Key Points:

Relations with Fiji are in tatters after the expulsion of New Zealand's acting High Commissioner last night and the Government's retaliatory action in sending Fiji's head of mission in Wellington packing.

Fiji refuses to rule out taking similar action against Australia's High Commissioner, James Batley, and has accused Canberra's diplomats of acting inappropriately.

Fiji's interim Prime Minister, Frank Bainimarama, called New Zealand's acting High Commissioner, Caroline McDonald, in at 5pm yesterday to declare her persona non grata.

She is the second top New Zealand diplomat he has expelled.

At 7.30pm Fiji's acting High Commissioner in Wellington, Cama Tuiloma, was expelled and given a week to leave.

Trouble between New Zealand and Fiji has been brewing since the new National-led Government rejected Commodore Bainimarama's request to lift a travel ban on family members of those involved in his regime.

Fiji has also claimed New Zealand and Australia are spying on it, including by using phone taps.

Last night Fijivillage.com said Fiji's interim Attorney-General, Aiyaz Sayed Khaiyum, criticised both Australian and New Zealand diplomats during a press conference on Ms McDonald's expulsion and refused to rule out similar action against Mr Batley.

Foreign Minister Murray McCully said no specific reasons were given for the action against Ms McDonald, and any allegation she had not conducted herself appropriately was false.

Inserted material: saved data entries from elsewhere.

use std::path::PathBuf;
use std::sync::{
    atomic::{AtomicUsize, Ordering},
    mpsc::Sender,
};

use rayon::prelude::*;

use crate::core::metadata::MetadataEngine;
use crate::models::{OperationResult, ProgressEvent, Tags};

pub struct BulkWriter;

impl BulkWriter {
    /// Writes the same tags to every file. Results come back in input order;
    /// progress events arrive in completion order.
    pub fn write_all(
        engine: &MetadataEngine,
        paths: &[PathBuf],
        tags: &Tags,
        progress_tx: Sender<ProgressEvent>,
    ) -> Vec<OperationResult> {
        let total = paths.len();
        let progress_counter = AtomicUsize::new(0);

        paths
            .par_iter()
            .map_with(progress_tx, |progress_tx, path| {
                let result = match engine.write(path, tags) {
                    Ok(()) => OperationResult::success(path.clone()),
                    Err(err) => OperationResult::failure(path.clone(), err.to_string()),
                };

                let current = progress_counter.fetch_add(1, Ordering::Relaxed) + 1;
                let _ = progress_tx.send(ProgressEvent {
                    current,
                    total,
                    filename: file_name(path),
                    success: result.success,
                });

                result
            })
            .collect()
    }
}

fn file_name(path: &std::path::Path) -> String {
    path.file_name()
        .map(|value| value.to_string_lossy().to_string())
        .unwrap_or_else(|| path.display().to_string())
}
use chrono::FixedOffset;

pub const MIN_OFFSET: f64 = -14.0;
pub const MAX_OFFSET: f64 = 14.0;

pub fn clamp_offset(value: f64) -> f64 {
    value.clamp(MIN_OFFSET, MAX_OFFSET)
}

/// Renders an hour offset as `±HH:MM`.
///
/// Out-of-range values are formatted as given; callers clamp first. `NaN`
/// has no sign or size and renders as `+00:00`.
pub fn format_offset(value: f64) -> String {
    if value.is_nan() {
        return String::from("+00:00");
    }

    let sign = if value >= 0.0 { '+' } else { '-' };
    // Whole minutes in f64 so huge inputs cannot overflow; a rounded 60
    // lands in the hour on its own.
    let total_minutes = (value.abs() * 60.0).round();
    let hours = (total_minutes / 60.0).floor();
    let minutes = if total_minutes.is_finite() {
        total_minutes % 60.0
    } else {
        0.0
    };

    format!("{sign}{hours:02.0}:{minutes:02.0}")
}

/// Best-effort parse of a timezone offset into hours.
///
/// Accepts `+05:30`, `-5:30`, `8`, `8.5`, `GMT+05:00`, `gmt-3:30` and the
/// like. Anything unparseable yields `0.0`.
pub fn parse_offset(text: &str) -> f64 {
    parse_offset_strict(text).unwrap_or(0.0)
}

fn parse_offset_strict(text: &str) -> Option<f64> {
    let mut rest = text.trim();

    if rest
        .get(..3)
        .is_some_and(|prefix| prefix.eq_ignore_ascii_case("gmt"))
    {
        rest = rest[3..].trim_start();
    }

    let sign = match rest.chars().next() {
        Some('-') => {
            rest = &rest[1..];
            -1.0
        }
        Some('+') => {
            rest = &rest[1..];
            1.0
        }
        _ => 1.0,
    };

    if rest.is_empty() {
        return None;
    }

    let hours = match rest.split_once(':') {
        Some((hours, minutes)) => parse_component(hours)? + parse_component(minutes)? / 60.0,
        None => parse_number(rest)?,
    };

    Some(sign * hours)
}

fn parse_component(text: &str) -> Option<f64> {
    if text.is_empty() {
        Some(0.0)
    } else {
        parse_number(text)
    }
}

fn parse_number(text: &str) -> Option<f64> {
    // Signs were consumed up front and `inf`/`nan` are not offsets.
    if !text
        .chars()
        .all(|ch| ch.is_ascii_digit() || ch == '.')
    {
        return None;
    }
    text.parse::<f64>().ok().filter(|value| value.is_finite())
}

/// Converts an hour offset into a chrono offset, rounded to whole minutes.
pub fn to_fixed_offset(value: f64) -> Option<FixedOffset> {
    let seconds = (value * 60.0).round() as i32 * 60;
    FixedOffset::east_opt(seconds)
}
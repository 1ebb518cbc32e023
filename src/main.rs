use clap::Parser;
use timestamper::cli::Cli;

fn main() -> anyhow::Result<()> {
    let cli = Cli::parse();
    timestamper::logging::init_tracing(cli.global_args.debug)?;
    cli.invoke()
}
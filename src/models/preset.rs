use std::collections::BTreeMap;

use serde::{Deserialize, Serialize};

use crate::models::tag::{
    LENS_MAKE, LENS_MODEL, LENS_SERIAL_NUMBER, LONG_APERTURE_VALUE, LONG_FOCAL_LENGTH, MAKE,
    MODEL, WIDE_APERTURE_VALUE, WIDE_FOCAL_LENGTH,
};

/// Placeholder entry meaning "no preset selected". Never persisted.
pub const NULL_PRESET_NAME: &str = "(None)";

/// Field name to text value, e.g. `Make` -> `Nikon`.
pub type FieldValues = BTreeMap<String, String>;

#[derive(Clone, Copy, Debug, Eq, Hash, PartialEq)]
pub enum PresetKind {
    Camera,
    Lens,
}

impl PresetKind {
    pub const ALL: [PresetKind; 2] = [PresetKind::Camera, PresetKind::Lens];

    pub fn label(self) -> &'static str {
        match self {
            Self::Camera => "cameras",
            Self::Lens => "lenses",
        }
    }

    pub fn storage_key(self) -> &'static str {
        match self {
            Self::Camera => "preset_cameras",
            Self::Lens => "preset_lenses",
        }
    }

    pub fn fields(self) -> &'static [&'static str] {
        match self {
            Self::Camera => &[MAKE, MODEL],
            Self::Lens => &[
                LENS_MAKE,
                LENS_MODEL,
                WIDE_FOCAL_LENGTH,
                LONG_FOCAL_LENGTH,
                WIDE_APERTURE_VALUE,
                LONG_APERTURE_VALUE,
                LENS_SERIAL_NUMBER,
            ],
        }
    }
}

/// Stored as a flat object: `{"Name": "My Nikon", "Make": "Nikon", ...}`.
#[derive(Clone, Debug, Eq, PartialEq, Serialize, Deserialize)]
pub struct Preset {
    #[serde(rename = "Name")]
    pub name: String,
    #[serde(flatten)]
    pub fields: FieldValues,
}

impl Preset {
    pub fn new(name: impl Into<String>, fields: FieldValues) -> Self {
        Self {
            name: name.into(),
            fields,
        }
    }

    pub fn none() -> Self {
        Self::new(NULL_PRESET_NAME, FieldValues::new())
    }

    pub fn is_none(&self) -> bool {
        self.name == NULL_PRESET_NAME
    }
}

He said it was disappointing but New Zealand could not have acceded to "threats and ultimatums" from Fiji. The Government had tried to establish a constructive relationship.

"That has been made difficult by the fact that Commodore Bainimarama has employed ultimatums and threats to advance his case.

"This Government has no intention of making concessions with a gun pointed at our heads."

At the press conference, Mr Sayed Khaiyum said it was a matter between the two countries and would not alter Fiji's relations with other countries including other Pacific Forum countries, according to Fijivillage.com.

However, the action raises the stakes for Fiji, which was already facing possible suspension from the Pacific Islands Forum when country leaders meet in Papua New Guinea at the end of January.

Mr McCully said New Zealand did not want the expulsions to derail the chances of making progress with Fiji in that meeting. But the Government could not accede to Fiji's threats.

In June last year, Fiji expelled New Zealand's High Commissioner, Michael Green, after accusing him of interfering in domestic politics.

The new diplomatic breakdown comes a day after Fiji's Attorney-General said Suva wanted to improve relations with New Zealand and intended setting up a team to do so.

He has previously accused New Zealand and Australia diplomats of trying to foster discontent against the regime among the people of Fiji.